> **Problem to solve**: For the entries that follow, report how many lines include the word "match" and add nothing.

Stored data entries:

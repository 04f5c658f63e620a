//! Pipeline coordinator.
//!
//! Wires classification, validation and probing into a concurrent graph:
//!
//! ```text
//!             ┌── urls ─────────────────────────────┐
//! dispatch ───┤                                     ├─> probe pool ──> results
//!             └── hosts ──> validation pool ──> valid hosts ─┘
//! ```
//!
//! Each pool runs `threads` workers. Queues close through sender ownership:
//! every producer holds its own sender clone, so a queue closes exactly when
//! its last producer exits. The results stream therefore ends only after
//! both probe inputs are closed and drained.

use crate::config::ProbeConfig;
use crate::net::{validate_host, Fetcher, Reachability, ValidHost};
use crate::probe::{probe_host, probe_url};
use crate::storage::{Report, ReportStore};
use crate::types::{HostTarget, OutcomeRecord, Target, UrlTarget};
use futures::future::join_all;
use std::sync::Arc;
use tokio::sync::mpsc::{self, Receiver, Sender, UnboundedReceiver, UnboundedSender};
use tokio::sync::Mutex;
use tokio::task::JoinHandle;
use tracing::{debug, error, info};

/// A queue receiver shared by every worker of a pool.
type SharedReceiver<T> = Arc<Mutex<Receiver<T>>>;

fn shared<T>(rx: Receiver<T>) -> SharedReceiver<T> {
    Arc::new(Mutex::new(rx))
}

/// Take the next item, or `None` once the queue is closed and drained.
async fn next<T>(rx: &SharedReceiver<T>) -> Option<T> {
    rx.lock().await.recv().await
}

/// Concurrent probing pipeline.
pub struct Pipeline<F: ?Sized, R: ?Sized> {
    config: Arc<ProbeConfig>,
    fetcher: Arc<F>,
    reachability: Arc<R>,
}

impl<F: ?Sized, R: ?Sized> Clone for Pipeline<F, R> {
    fn clone(&self) -> Self {
        Self {
            config: Arc::clone(&self.config),
            fetcher: Arc::clone(&self.fetcher),
            reachability: Arc::clone(&self.reachability),
        }
    }
}

impl<F, R> Pipeline<F, R>
where
    F: Fetcher + ?Sized + 'static,
    R: Reachability + ?Sized + 'static,
{
    /// Create a pipeline sharing `fetcher` and `reachability` across all workers.
    pub fn new(config: ProbeConfig, fetcher: Arc<F>, reachability: Arc<R>) -> Self {
        Self {
            config: Arc::new(config),
            fetcher,
            reachability,
        }
    }

    pub fn config(&self) -> &ProbeConfig {
        &self.config
    }

    /// Start processing `targets` and return the result stream.
    ///
    /// Records arrive in completion order. The stream ends once every
    /// target has been fully processed. Must be called within a Tokio runtime.
    pub fn spawn(&self, targets: Vec<String>) -> UnboundedReceiver<OutcomeRecord> {
        let workers = self.config.workers();

        let (url_tx, url_rx) = mpsc::channel::<UrlTarget>(workers);
        let (host_tx, host_rx) = mpsc::channel::<HostTarget>(workers);
        let (valid_tx, valid_rx) = mpsc::channel::<ValidHost>(workers);
        let (result_tx, result_rx) = mpsc::unbounded_channel();

        let dispatcher = tokio::spawn(dispatch(targets, url_tx, host_tx));

        let host_rx = shared(host_rx);
        let validators: Vec<JoinHandle<()>> = (0..workers)
            .map(|id| {
                tokio::spawn(validation_worker(
                    id,
                    Arc::clone(&host_rx),
                    valid_tx.clone(),
                    Arc::clone(&self.reachability),
                    Arc::clone(&self.config),
                ))
            })
            .collect();
        drop(valid_tx);

        let url_rx = shared(url_rx);
        let valid_rx = shared(valid_rx);
        let probers: Vec<JoinHandle<()>> = (0..workers)
            .map(|id| {
                tokio::spawn(probe_worker(
                    id,
                    Arc::clone(&url_rx),
                    Arc::clone(&valid_rx),
                    result_tx.clone(),
                    Arc::clone(&self.fetcher),
                ))
            })
            .collect();
        drop(result_tx);

        tokio::spawn(supervise(dispatcher, validators, probers));

        result_rx
    }

    /// Process `targets` to completion, collecting every record into `store`'s report.
    pub async fn run(&self, targets: Vec<String>, store: &ReportStore) -> Report {
        store.collect(self.spawn(targets)).await
    }
}

/// Classify each target once and route it to its queue.
///
/// Both queues close when this returns.
async fn dispatch(targets: Vec<String>, urls: Sender<UrlTarget>, hosts: Sender<HostTarget>) {
    let total = targets.len();

    for raw in targets {
        let sent = match Target::classify(&raw) {
            Target::Url(target) => urls.send(target).await.is_ok(),
            Target::Host(target) => hosts.send(target).await.is_ok(),
        };
        if !sent {
            debug!(target = %raw, "queue closed before dispatch finished");
        }
    }

    debug!(total, "dispatch complete");
}

async fn validation_worker<R>(
    id: usize,
    hosts: SharedReceiver<HostTarget>,
    valid: Sender<ValidHost>,
    reachability: Arc<R>,
    config: Arc<ProbeConfig>,
) where
    R: Reachability + ?Sized,
{
    while let Some(target) = next(&hosts).await {
        if let Some(host) = validate_host(&*reachability, &target.host, &config.candidate_ports).await {
            if valid.send(host).await.is_err() {
                debug!(worker = id, "valid-host queue closed");
                break;
            }
        }
    }
    debug!(worker = id, "validation worker done");
}

/// Serve both probe inputs without priority until both are exhausted.
async fn probe_worker<F>(
    id: usize,
    urls: SharedReceiver<UrlTarget>,
    hosts: SharedReceiver<ValidHost>,
    results: UnboundedSender<OutcomeRecord>,
    fetcher: Arc<F>,
) where
    F: Fetcher + ?Sized,
{
    let mut urls_open = true;
    let mut hosts_open = true;

    while urls_open || hosts_open {
        tokio::select! {
            target = next(&urls), if urls_open => match target {
                Some(target) => {
                    if let Some(record) = probe_url(&*fetcher, &target).await {
                        emit(&results, record);
                    }
                }
                None => urls_open = false,
            },
            host = next(&hosts), if hosts_open => match host {
                Some(host) => {
                    for record in probe_host(&*fetcher, &host.host).await {
                        emit(&results, record);
                    }
                }
                None => hosts_open = false,
            },
        }
    }
    debug!(worker = id, "probe worker done");
}

fn emit(results: &UnboundedSender<OutcomeRecord>, record: OutcomeRecord) {
    if results.send(record).is_err() {
        debug!("result stream dropped by consumer");
    }
}

/// Wait for every stage and surface worker panics.
async fn supervise(dispatcher: JoinHandle<()>, validators: Vec<JoinHandle<()>>, probers: Vec<JoinHandle<()>>) {
    if let Err(e) = dispatcher.await {
        error!(error = %e, "dispatcher failed");
    }

    for (stage, handles) in [("validation", validators), ("probe", probers)] {
        let failed = join_all(handles).await.into_iter().filter(Result::is_err).count();
        if failed > 0 {
            error!(stage, failed, "workers exited abnormally");
        } else {
            info!("{} pool finished", stage);
        }
    }
}

#[cfg(test)]
mod tests {
    use super::*;
    use crate::net::{HttpClient, TcpReachability};
    use crate::testing::{serve_once, FakeFetcher, FakeReachability, Reply};
    use crate::types::{Port, PortSpec, Proto};
    use std::time::Duration;

    async fn collect(mut rx: UnboundedReceiver<OutcomeRecord>) -> Vec<OutcomeRecord> {
        let mut records = Vec::new();
        while let Some(record) = rx.recv().await {
            records.push(record);
        }
        records
    }

    fn pipeline(
        threads: usize,
        fetcher: FakeFetcher,
        reachability: FakeReachability,
    ) -> Pipeline<FakeFetcher, FakeReachability> {
        Pipeline::new(
            ProbeConfig::new().with_threads(threads),
            Arc::new(fetcher),
            Arc::new(reachability),
        )
    }

    /// 10 reachable hosts, 5 URLs, 5 unreachable hosts.
    fn mixed_fixture() -> (Vec<String>, FakeFetcher, FakeReachability) {
        let mut targets = Vec::new();
        let mut fetcher = FakeFetcher::new();
        let mut reachability = FakeReachability::new();

        for i in 0..10 {
            let host = format!("live{}.example", i);
            reachability = reachability.open(&host, &[80]);
            fetcher = match i % 3 {
                0 => fetcher.reply(&format!("http://{}", host), Reply::Status(200, i)),
                1 => fetcher.reply(&format!("https://{}", host), Reply::Redirect(301, "/home")),
                _ => fetcher,
            };
            targets.push(host);
        }
        for i in 0..5 {
            let url = format!("https://app{}.example/path", i);
            if i % 2 == 0 {
                fetcher = fetcher.reply(&url, Reply::Status(404, 7));
            }
            targets.push(url);
        }
        for i in 0..5 {
            targets.push(format!("dead{}.example", i));
        }

        (targets, fetcher, reachability)
    }

    #[tokio::test]
    async fn test_empty_input_closes_stream() {
        let pipeline = pipeline(4, FakeFetcher::new(), FakeReachability::new());
        assert!(collect(pipeline.spawn(Vec::new())).await.is_empty());
    }

    #[tokio::test]
    async fn test_unreachable_host_produces_nothing() {
        let fetcher = FakeFetcher::new().reply("http://dead.example", Reply::Status(200, 1));
        let pipeline = pipeline(2, fetcher, FakeReachability::new());

        let records = collect(pipeline.spawn(vec!["dead.example".to_string()])).await;

        assert!(records.is_empty());
        assert!(pipeline.fetcher.calls().is_empty());
        assert_eq!(pipeline.reachability.attempts("dead.example").len(), 2);
    }

    #[tokio::test]
    async fn test_url_targets_skip_validation() {
        let fetcher = FakeFetcher::new().reply("http://closed.example/x", Reply::Status(500, 3));
        let pipeline = pipeline(2, fetcher, FakeReachability::new());

        let records = collect(pipeline.spawn(vec!["http://closed.example/x".to_string()])).await;

        assert_eq!(records.len(), 1);
        assert_eq!(records[0].status.as_deref(), Some("500 Internal Server Error"));
        assert!(pipeline.reachability.attempts("closed.example").is_empty());
    }

    #[tokio::test]
    async fn test_failed_url_yields_one_error_record() {
        let pipeline = pipeline(2, FakeFetcher::new(), FakeReachability::new());

        let records = collect(pipeline.spawn(vec!["https://refused.example".to_string()])).await;

        assert_eq!(records.len(), 1);
        assert!(records[0].is_error);
        assert!(!records[0].error_message.as_deref().unwrap_or_default().is_empty());
        assert_eq!(pipeline.fetcher.calls().len(), 1);
    }

    #[tokio::test]
    async fn test_host_on_both_ports_is_probed_once() {
        let fetcher = FakeFetcher::new().reply("http://both.example", Reply::Status(200, 1));
        let reachability = FakeReachability::new().open("both.example", &[80, 443]);
        let pipeline = pipeline(8, fetcher, reachability);

        let records = collect(pipeline.spawn(vec!["both.example".to_string()])).await;

        assert_eq!(records.len(), 1);
        assert_eq!(pipeline.fetcher.calls_for("both.example"), vec!["http://both.example"]);
    }

    #[tokio::test]
    async fn test_fallback_bound_per_host() {
        let (targets, fetcher, reachability) = mixed_fixture();
        let pipeline = pipeline(4, fetcher, reachability);

        let records = collect(pipeline.spawn(targets)).await;

        for i in 0..10 {
            let host = format!("live{}.example", i);
            let calls = pipeline.fetcher.calls_for(&host);
            assert!(calls.len() <= 2, "{} fetched {} times", host, calls.len());
            assert_eq!(calls[0], format!("http://{}", host));

            let http_ok = records
                .iter()
                .any(|r| r.host == host && r.proto == Proto::Http && !r.is_error);
            assert_eq!(calls.len() == 2, !http_ok, "{}", host);
        }
    }

    #[tokio::test]
    async fn test_same_records_regardless_of_thread_count() {
        let (targets, fetcher, reachability) = mixed_fixture();
        let mut single = collect(pipeline(1, fetcher, reachability).spawn(targets.clone())).await;

        let (_, fetcher, reachability) = mixed_fixture();
        let mut wide = collect(pipeline(50, fetcher, reachability).spawn(targets)).await;

        single.sort();
        wide.sort();
        assert_eq!(single, wide);

        for i in 0..5 {
            let host = format!("dead{}.example", i);
            assert!(single.iter().all(|r| r.host != host));
        }

        // 4 hosts stop at HTTP, 3 fail HTTP then redirect on HTTPS, 3 fail both;
        // 3 URLs answer and 2 are refused.
        assert_eq!(single.len(), 4 + 3 * 2 + 3 * 2 + 5);
        assert_eq!(single.iter().filter(|r| r.is_error).count(), 3 + 3 * 2 + 2);
    }

    #[tokio::test]
    async fn test_run_collects_report() {
        let (targets, fetcher, reachability) = mixed_fixture();
        let dir = tempfile::tempdir().unwrap();
        let store = ReportStore::new(dir.path().join("report.json"));

        let report = pipeline(8, fetcher, reachability).run(targets, &store).await;

        assert_eq!(report.len(), 21);
        store.save(&report).unwrap();
        assert!(store.path().exists());
    }

    #[tokio::test]
    async fn test_real_transports_url_mode() {
        let server = serve_once(
            "HTTP/1.1 301 Moved Permanently\r\nLocation: /login\r\nContent-Length: 0\r\nConnection: close\r\n\r\n",
        )
        .await;
        let url = format!("http://{}", server.addr);

        let config = ProbeConfig::new()
            .with_threads(2)
            .with_ports(PortSpec::from_ports([Port::HTTP]).unwrap())
            .with_reachability_timeout(Duration::from_millis(200));
        let fetcher = Arc::new(HttpClient::new(Duration::from_secs(5)).unwrap());
        let reachability = Arc::new(TcpReachability::new(config.reachability_timeout));
        let pipeline = Pipeline::new(config, fetcher, reachability);

        let records = collect(pipeline.spawn(vec![url.clone(), "does-not-exist.invalid".to_string()])).await;

        assert_eq!(records.len(), 1);
        assert_eq!(records[0].url, url);
        assert_eq!(records[0].status.as_deref(), Some("301 Moved Permanently"));
        assert_eq!(records[0].redirect_location.as_deref(), Some("/login"));
    }

    #[tokio::test]
    async fn test_trait_objects() {
        let fetcher: Arc<dyn Fetcher> = Arc::new(FakeFetcher::new().reply("http://a.example", Reply::Status(204, 0)));
        let reachability: Arc<dyn Reachability> = Arc::new(FakeReachability::new().open("a.example", &[443]));
        let pipeline = Pipeline::new(ProbeConfig::new().with_threads(3), fetcher, reachability);

        let records = collect(pipeline.spawn(vec!["a.example".to_string()])).await;

        assert_eq!(records.len(), 1);
        assert_eq!(records[0].status.as_deref(), Some("204 No Content"));
    }
}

> **The answer**: 4